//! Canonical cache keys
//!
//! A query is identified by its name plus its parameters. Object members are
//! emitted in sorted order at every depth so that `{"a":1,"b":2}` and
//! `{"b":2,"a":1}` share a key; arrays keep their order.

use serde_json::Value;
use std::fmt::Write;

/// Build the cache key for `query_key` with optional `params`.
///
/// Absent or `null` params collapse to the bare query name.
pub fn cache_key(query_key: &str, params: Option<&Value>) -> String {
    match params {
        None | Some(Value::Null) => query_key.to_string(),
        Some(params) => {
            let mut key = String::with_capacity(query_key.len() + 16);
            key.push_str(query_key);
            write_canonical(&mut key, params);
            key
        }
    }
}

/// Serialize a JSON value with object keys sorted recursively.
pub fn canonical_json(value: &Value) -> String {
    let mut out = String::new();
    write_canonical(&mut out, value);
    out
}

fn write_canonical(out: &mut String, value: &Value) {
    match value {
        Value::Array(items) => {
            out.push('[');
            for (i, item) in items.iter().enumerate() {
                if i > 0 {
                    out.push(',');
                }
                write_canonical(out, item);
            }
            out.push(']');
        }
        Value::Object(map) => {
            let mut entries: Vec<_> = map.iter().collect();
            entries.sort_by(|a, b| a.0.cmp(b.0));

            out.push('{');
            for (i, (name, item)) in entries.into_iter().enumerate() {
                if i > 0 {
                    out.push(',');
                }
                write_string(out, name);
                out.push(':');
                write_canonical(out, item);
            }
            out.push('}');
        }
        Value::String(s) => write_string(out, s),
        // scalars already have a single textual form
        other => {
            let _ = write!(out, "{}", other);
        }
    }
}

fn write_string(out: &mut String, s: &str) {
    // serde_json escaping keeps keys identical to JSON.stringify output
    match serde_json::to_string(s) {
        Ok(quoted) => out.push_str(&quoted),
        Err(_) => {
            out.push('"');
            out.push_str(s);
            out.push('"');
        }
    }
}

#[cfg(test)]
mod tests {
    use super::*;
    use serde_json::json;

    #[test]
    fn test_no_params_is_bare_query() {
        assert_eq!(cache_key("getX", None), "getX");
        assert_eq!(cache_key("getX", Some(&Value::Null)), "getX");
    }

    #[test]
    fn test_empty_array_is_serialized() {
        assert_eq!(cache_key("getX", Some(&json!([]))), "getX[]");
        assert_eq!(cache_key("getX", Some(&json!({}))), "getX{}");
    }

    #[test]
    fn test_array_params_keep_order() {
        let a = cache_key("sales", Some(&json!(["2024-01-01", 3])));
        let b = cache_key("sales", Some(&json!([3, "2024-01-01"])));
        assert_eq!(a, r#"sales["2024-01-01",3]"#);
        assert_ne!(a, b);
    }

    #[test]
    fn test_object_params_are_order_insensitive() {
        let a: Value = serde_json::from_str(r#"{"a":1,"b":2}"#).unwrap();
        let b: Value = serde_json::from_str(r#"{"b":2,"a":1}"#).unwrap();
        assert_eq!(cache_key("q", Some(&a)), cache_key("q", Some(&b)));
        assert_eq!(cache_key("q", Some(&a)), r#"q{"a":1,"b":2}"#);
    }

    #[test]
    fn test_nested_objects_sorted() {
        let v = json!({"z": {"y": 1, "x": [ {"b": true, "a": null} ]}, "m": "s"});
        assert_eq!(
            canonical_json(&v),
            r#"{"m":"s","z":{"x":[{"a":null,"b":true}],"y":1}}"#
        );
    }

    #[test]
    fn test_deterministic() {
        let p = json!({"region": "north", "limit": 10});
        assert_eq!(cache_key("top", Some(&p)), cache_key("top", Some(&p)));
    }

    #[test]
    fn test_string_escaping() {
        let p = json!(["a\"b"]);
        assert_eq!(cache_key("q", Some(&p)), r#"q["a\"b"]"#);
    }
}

Task to complete: Across the material, report every line that has the word "keys".

Task answer:
//! Canonical cache keys
/// Serialize a JSON value with object keys sorted recursively.
    // serde_json escaping keeps keys identical to JSON.stringify output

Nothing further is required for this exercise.